Recorded data:
======
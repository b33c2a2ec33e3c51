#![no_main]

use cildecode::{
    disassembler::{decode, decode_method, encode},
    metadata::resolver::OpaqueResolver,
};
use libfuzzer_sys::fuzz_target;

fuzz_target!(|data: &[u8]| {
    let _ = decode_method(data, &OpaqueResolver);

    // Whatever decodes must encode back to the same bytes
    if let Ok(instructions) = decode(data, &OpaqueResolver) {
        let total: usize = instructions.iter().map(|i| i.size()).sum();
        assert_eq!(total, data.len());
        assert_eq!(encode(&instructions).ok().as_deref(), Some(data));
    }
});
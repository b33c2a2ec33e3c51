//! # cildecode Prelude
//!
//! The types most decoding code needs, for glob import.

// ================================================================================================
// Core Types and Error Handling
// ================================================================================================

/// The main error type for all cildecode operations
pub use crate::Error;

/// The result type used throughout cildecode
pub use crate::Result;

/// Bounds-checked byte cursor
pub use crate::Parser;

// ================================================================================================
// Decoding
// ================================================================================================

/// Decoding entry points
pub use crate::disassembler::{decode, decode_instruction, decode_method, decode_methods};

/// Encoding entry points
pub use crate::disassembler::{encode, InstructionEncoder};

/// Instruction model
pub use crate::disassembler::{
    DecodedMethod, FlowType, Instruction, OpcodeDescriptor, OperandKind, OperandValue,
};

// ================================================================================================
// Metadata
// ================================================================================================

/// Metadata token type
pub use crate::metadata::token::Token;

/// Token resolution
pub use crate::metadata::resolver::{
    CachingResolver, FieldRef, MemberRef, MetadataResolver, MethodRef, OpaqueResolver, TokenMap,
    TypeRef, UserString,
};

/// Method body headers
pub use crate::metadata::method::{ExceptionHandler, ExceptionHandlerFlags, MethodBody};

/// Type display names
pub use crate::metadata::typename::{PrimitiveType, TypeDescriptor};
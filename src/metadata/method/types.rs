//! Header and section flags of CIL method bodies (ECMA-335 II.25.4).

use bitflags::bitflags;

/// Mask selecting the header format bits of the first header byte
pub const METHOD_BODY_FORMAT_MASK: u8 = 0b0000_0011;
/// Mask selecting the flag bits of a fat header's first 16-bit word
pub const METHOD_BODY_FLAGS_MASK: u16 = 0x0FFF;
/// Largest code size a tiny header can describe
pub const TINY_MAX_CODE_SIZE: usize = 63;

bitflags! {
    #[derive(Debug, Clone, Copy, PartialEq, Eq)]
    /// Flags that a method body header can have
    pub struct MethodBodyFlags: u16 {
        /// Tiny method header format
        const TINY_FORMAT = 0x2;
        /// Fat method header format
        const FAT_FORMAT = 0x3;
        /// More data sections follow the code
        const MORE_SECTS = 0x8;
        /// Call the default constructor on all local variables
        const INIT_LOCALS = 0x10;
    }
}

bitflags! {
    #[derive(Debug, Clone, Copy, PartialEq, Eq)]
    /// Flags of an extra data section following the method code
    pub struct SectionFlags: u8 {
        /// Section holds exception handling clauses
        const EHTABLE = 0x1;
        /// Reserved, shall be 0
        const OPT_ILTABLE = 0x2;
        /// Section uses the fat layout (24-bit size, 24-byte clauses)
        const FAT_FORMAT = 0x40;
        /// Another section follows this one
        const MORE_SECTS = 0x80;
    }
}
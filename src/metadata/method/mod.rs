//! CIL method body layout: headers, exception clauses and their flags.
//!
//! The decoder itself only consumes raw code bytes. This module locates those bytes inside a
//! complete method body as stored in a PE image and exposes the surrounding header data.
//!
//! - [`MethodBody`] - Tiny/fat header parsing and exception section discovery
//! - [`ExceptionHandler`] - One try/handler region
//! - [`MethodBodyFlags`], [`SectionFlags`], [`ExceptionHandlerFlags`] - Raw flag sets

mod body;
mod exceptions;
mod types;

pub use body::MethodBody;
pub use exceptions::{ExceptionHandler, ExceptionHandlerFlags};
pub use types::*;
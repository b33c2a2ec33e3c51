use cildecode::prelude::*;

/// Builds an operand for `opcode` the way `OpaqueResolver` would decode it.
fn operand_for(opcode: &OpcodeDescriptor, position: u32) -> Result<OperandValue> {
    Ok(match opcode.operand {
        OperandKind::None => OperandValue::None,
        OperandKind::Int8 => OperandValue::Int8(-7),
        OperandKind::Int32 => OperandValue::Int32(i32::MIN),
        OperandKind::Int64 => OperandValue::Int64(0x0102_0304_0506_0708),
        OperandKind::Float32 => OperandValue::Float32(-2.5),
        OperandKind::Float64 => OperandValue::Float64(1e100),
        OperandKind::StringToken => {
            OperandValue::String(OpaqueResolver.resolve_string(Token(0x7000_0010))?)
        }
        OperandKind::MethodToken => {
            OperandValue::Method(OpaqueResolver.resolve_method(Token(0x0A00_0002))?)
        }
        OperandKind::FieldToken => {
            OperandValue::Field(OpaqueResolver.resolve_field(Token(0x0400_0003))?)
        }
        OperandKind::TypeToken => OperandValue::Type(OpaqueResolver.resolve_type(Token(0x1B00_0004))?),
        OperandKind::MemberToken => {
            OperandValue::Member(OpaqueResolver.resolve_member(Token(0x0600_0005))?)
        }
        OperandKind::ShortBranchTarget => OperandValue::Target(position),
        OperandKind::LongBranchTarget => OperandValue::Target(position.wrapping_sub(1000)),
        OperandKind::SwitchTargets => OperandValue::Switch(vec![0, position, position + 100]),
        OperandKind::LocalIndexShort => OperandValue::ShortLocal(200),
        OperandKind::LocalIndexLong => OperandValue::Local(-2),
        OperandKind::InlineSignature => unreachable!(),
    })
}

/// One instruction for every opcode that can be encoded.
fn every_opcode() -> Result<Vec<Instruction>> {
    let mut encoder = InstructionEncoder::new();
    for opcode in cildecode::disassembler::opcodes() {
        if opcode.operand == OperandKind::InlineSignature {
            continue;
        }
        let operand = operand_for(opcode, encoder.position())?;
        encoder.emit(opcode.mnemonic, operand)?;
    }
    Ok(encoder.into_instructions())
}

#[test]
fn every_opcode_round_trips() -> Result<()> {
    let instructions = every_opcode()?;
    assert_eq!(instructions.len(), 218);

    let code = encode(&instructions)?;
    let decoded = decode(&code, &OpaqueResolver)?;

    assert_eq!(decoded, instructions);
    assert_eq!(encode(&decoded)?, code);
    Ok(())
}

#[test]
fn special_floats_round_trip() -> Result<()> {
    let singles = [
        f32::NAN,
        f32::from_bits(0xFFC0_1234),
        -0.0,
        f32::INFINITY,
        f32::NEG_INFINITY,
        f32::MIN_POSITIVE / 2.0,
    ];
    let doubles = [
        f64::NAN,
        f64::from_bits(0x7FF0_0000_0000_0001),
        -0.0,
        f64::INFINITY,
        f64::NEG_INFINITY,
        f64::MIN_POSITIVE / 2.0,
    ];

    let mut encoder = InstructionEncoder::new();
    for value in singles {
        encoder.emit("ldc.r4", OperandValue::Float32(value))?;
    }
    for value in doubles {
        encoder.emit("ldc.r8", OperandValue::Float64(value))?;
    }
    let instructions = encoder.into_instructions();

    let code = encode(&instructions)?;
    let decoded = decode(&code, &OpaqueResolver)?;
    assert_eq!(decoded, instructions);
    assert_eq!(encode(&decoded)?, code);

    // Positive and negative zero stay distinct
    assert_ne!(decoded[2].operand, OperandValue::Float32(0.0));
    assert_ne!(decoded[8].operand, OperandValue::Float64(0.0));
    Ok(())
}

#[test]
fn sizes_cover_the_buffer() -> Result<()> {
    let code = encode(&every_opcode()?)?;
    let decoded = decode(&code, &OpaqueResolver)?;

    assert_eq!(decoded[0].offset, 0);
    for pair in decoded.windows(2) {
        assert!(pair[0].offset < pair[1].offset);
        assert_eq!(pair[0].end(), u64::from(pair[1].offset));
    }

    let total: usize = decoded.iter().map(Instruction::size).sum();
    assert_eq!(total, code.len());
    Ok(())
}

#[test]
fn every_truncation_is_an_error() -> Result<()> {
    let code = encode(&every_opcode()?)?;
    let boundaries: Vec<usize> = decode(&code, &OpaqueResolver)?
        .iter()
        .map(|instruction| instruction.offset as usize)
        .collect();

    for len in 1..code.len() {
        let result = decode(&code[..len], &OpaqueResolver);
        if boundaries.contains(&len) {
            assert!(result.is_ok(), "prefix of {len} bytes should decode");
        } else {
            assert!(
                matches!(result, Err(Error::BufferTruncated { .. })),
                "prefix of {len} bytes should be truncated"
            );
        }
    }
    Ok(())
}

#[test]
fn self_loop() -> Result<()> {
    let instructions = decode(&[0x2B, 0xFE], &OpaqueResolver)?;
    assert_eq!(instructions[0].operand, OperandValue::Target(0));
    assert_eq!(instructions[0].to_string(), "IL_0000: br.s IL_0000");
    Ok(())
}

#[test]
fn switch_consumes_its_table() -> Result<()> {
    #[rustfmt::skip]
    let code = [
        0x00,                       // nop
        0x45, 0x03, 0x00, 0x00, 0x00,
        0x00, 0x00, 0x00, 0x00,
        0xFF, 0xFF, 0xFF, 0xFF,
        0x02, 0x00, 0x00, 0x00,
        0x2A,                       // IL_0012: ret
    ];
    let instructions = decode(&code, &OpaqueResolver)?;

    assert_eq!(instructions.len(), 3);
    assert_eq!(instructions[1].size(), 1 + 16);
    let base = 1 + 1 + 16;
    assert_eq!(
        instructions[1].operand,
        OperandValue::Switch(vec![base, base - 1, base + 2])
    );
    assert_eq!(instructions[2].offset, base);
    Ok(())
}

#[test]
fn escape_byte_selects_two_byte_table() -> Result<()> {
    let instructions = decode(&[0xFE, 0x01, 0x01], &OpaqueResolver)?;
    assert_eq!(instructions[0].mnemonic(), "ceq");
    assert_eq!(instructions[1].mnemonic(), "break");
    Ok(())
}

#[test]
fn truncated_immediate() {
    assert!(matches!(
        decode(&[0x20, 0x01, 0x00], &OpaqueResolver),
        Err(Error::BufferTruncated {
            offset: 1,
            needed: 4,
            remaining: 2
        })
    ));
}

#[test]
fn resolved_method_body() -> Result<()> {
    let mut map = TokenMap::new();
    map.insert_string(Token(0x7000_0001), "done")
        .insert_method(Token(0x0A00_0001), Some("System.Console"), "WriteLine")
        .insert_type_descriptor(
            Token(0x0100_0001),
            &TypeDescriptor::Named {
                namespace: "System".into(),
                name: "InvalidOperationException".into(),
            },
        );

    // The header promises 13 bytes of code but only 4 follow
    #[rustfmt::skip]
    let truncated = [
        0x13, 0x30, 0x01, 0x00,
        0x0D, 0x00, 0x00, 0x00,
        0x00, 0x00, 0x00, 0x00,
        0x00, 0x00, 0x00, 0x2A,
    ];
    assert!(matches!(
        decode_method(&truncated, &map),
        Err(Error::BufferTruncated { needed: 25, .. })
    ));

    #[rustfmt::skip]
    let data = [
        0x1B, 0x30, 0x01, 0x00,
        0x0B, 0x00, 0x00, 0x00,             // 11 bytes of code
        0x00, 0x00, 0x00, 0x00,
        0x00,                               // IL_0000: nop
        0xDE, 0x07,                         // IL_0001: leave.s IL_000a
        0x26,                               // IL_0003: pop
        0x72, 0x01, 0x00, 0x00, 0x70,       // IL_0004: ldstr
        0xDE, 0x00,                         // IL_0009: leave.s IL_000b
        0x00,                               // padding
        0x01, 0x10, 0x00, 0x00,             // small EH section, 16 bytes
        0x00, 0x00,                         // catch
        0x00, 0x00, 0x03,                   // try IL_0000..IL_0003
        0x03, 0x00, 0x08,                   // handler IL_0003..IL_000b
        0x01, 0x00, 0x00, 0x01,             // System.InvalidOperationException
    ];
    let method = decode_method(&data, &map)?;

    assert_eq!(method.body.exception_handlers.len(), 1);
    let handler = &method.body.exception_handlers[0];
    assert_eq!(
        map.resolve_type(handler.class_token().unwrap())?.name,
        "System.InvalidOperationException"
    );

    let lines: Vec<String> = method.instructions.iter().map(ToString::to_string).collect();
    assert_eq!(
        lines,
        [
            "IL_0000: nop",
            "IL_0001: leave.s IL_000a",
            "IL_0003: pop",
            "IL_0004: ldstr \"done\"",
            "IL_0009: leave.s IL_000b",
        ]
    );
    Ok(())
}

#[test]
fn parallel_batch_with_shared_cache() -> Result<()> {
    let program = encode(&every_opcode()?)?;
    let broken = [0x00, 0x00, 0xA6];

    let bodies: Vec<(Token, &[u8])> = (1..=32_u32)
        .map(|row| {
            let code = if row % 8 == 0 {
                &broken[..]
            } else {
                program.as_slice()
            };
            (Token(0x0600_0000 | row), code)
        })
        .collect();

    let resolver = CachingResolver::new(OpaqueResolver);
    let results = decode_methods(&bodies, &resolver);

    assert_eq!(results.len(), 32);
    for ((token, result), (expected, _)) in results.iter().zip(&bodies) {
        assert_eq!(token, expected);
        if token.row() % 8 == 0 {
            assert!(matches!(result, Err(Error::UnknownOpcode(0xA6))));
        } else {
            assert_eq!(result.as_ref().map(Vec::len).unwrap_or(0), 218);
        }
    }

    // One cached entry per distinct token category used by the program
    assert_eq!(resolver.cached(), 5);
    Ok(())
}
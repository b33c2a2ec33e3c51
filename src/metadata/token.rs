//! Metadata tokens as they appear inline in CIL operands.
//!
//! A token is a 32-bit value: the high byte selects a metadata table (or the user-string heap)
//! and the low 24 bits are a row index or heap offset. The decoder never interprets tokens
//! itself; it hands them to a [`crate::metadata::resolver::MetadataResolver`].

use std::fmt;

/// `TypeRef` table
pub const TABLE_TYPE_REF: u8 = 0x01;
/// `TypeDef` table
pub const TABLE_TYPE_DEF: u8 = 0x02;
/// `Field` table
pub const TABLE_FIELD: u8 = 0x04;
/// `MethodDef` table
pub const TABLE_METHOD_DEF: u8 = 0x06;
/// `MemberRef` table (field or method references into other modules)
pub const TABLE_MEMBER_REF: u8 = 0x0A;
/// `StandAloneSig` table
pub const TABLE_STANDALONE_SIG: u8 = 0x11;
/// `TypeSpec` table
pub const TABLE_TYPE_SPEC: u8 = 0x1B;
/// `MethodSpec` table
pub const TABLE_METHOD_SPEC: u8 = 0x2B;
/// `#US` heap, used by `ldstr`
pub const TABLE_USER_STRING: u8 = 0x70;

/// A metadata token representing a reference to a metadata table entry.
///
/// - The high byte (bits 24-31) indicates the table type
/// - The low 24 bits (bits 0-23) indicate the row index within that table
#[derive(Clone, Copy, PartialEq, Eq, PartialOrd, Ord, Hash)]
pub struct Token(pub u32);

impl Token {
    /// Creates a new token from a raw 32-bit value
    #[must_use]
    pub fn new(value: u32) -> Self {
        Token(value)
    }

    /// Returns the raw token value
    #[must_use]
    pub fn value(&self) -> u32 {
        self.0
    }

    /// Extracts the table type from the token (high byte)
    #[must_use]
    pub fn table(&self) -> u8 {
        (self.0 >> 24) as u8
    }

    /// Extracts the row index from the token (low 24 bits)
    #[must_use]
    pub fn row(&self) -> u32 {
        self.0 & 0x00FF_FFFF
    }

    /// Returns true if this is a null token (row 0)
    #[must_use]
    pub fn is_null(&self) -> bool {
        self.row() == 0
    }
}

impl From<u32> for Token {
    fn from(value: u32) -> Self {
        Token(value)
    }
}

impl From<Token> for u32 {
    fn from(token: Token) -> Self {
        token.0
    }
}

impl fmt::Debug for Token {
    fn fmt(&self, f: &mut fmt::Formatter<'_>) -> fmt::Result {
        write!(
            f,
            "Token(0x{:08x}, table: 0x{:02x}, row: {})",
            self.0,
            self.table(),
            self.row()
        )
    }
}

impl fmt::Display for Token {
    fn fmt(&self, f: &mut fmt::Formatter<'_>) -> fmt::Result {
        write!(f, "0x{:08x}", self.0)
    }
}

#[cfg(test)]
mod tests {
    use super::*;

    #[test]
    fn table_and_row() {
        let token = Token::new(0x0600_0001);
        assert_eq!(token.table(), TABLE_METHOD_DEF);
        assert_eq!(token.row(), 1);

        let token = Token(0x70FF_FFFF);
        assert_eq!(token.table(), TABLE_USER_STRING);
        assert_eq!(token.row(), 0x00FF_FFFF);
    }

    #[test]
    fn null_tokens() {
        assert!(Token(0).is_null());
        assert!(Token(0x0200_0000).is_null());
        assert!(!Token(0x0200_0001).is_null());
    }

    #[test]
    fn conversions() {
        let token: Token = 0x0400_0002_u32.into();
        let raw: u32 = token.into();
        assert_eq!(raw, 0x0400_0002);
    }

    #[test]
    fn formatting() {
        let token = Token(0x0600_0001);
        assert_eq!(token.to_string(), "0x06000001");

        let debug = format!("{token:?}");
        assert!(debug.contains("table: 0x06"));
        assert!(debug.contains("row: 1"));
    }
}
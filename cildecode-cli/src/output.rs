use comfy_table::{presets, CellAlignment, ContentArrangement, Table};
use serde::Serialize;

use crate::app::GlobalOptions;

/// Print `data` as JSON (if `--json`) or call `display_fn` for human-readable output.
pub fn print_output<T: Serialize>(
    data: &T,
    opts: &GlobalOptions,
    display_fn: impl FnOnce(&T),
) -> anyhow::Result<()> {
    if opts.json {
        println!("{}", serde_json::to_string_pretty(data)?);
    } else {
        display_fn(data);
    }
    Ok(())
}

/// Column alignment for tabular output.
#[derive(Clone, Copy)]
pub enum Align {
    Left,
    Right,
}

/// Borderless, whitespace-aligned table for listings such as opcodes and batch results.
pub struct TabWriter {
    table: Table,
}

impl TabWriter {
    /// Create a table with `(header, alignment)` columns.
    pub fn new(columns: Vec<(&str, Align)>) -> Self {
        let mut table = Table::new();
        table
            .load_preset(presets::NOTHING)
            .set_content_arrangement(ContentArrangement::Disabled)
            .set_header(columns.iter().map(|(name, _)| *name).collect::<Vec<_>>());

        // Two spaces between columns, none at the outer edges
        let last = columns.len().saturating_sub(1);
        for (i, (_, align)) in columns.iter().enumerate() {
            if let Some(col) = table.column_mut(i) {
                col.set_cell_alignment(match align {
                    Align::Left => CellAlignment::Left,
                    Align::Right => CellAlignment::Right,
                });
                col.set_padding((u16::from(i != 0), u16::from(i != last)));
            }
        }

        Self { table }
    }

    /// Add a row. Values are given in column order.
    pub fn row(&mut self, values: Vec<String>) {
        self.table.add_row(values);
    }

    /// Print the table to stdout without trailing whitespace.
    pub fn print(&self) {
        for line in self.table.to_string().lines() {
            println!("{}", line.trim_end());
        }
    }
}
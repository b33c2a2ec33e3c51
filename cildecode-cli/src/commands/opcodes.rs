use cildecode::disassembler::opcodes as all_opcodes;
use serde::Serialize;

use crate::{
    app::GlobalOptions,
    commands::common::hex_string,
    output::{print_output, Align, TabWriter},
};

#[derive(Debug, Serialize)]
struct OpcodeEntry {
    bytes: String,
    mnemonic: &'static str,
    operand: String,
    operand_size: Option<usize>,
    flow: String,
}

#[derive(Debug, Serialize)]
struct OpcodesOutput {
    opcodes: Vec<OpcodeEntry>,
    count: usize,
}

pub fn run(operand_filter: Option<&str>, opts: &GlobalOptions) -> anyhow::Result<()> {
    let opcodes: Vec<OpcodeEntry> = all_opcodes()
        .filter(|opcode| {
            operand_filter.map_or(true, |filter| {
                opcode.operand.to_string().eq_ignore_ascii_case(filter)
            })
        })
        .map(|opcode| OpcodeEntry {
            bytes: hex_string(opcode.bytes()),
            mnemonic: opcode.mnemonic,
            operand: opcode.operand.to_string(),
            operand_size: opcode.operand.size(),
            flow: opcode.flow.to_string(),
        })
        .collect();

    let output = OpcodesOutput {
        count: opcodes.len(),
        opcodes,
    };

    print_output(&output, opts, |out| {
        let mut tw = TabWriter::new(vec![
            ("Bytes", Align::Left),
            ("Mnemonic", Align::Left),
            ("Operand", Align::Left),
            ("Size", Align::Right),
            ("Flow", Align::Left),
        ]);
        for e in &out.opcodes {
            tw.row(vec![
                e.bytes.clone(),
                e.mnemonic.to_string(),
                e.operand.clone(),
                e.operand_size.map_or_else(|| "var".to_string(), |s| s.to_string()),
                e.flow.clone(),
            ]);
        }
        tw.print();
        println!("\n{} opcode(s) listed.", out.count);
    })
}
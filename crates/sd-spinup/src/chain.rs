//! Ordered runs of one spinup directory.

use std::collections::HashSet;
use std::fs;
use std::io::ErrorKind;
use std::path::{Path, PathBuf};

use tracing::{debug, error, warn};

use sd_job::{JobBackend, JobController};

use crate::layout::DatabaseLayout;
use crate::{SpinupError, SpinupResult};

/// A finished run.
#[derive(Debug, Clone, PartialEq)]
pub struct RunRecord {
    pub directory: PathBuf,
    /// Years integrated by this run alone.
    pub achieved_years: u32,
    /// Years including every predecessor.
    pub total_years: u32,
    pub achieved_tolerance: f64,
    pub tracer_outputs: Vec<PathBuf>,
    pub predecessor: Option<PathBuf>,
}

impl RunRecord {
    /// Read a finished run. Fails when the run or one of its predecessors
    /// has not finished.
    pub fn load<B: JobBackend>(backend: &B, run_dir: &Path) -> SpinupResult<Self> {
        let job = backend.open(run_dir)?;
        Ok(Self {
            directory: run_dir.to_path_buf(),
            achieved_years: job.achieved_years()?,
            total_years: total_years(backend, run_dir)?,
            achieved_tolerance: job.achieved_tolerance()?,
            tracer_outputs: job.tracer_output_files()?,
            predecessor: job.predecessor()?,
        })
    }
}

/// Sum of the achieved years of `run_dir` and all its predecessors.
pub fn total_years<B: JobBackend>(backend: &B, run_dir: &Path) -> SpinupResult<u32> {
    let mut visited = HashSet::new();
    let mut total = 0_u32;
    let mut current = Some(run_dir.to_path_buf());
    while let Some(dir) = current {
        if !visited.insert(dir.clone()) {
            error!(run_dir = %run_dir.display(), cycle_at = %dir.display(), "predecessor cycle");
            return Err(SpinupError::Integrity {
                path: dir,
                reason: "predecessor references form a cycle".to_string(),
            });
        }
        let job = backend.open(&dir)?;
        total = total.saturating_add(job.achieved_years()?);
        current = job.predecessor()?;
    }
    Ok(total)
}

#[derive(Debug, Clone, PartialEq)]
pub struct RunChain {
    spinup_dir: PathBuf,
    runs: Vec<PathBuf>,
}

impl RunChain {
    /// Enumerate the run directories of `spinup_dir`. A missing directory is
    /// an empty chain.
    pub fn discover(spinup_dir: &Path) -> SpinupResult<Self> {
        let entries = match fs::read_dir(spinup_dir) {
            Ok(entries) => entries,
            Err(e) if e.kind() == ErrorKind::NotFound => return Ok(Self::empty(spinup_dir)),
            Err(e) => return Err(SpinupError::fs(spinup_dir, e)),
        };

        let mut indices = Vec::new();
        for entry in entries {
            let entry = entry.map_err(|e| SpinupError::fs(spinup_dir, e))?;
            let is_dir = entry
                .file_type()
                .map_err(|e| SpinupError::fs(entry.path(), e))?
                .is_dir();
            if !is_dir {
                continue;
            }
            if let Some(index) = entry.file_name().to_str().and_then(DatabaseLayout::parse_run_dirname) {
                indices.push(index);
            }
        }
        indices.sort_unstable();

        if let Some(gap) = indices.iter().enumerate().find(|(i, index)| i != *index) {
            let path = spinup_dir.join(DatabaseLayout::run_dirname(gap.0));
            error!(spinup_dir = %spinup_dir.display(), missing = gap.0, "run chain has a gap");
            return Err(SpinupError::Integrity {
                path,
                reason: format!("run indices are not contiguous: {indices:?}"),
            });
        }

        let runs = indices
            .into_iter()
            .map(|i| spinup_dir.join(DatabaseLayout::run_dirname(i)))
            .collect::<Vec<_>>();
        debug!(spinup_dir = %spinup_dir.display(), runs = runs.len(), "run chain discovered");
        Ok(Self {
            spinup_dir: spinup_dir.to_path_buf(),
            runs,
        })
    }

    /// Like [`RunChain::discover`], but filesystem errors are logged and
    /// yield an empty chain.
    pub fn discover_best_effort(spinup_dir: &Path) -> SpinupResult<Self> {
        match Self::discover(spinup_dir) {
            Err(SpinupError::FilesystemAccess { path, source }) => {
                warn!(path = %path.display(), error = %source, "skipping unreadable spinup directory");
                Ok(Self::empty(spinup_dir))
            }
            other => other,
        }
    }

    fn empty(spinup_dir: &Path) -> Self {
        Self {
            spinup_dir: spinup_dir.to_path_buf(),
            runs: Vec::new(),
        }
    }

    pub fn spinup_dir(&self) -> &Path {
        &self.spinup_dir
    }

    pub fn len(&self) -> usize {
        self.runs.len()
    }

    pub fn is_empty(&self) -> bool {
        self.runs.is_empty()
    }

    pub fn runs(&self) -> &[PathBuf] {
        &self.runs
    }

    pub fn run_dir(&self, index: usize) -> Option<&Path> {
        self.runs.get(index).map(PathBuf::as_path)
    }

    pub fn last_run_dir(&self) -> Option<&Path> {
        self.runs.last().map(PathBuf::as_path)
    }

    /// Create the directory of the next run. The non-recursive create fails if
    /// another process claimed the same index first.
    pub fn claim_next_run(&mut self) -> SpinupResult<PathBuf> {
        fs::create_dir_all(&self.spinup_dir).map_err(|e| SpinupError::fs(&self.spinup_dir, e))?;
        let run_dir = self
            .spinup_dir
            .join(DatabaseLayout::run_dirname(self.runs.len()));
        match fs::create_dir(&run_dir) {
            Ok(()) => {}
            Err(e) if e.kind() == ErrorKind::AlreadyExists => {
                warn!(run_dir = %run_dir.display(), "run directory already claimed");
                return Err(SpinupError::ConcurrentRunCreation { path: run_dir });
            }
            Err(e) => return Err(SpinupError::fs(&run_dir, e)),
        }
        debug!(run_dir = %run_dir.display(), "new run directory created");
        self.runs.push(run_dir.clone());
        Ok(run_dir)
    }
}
======
◆ **EXERCISE BRIEF**:
Copy exactly the lines from the top of the entries through the line with "and Error Handling" in it, please, keeping both ends and adding nothing.

◆ **COMPLETED EXERCISE**:
repository b33c2a2ec33e3c51
#![no_main]

use cildecode::{
    disassembler::{decode, decode_method, encode},
    metadata::resolver::OpaqueResolver,
};
use libfuzzer_sys::fuzz_target;

fuzz_target!(|data: &[u8]| {
    let _ = decode_method(data, &OpaqueResolver);

    // Whatever decodes must encode back to the same bytes
    if let Ok(instructions) = decode(data, &OpaqueResolver) {
        let total: usize = instructions.iter().map(|i| i.size()).sum();
        assert_eq!(total, data.len());
        assert_eq!(encode(&instructions).ok().as_deref(), Some(data));
    }
});
repository b33c2a2ec33e3c51
//! # cildecode Prelude
//!
//! The types most decoding code needs, for glob import.

// ================================================================================================
// Core Types and Error Handling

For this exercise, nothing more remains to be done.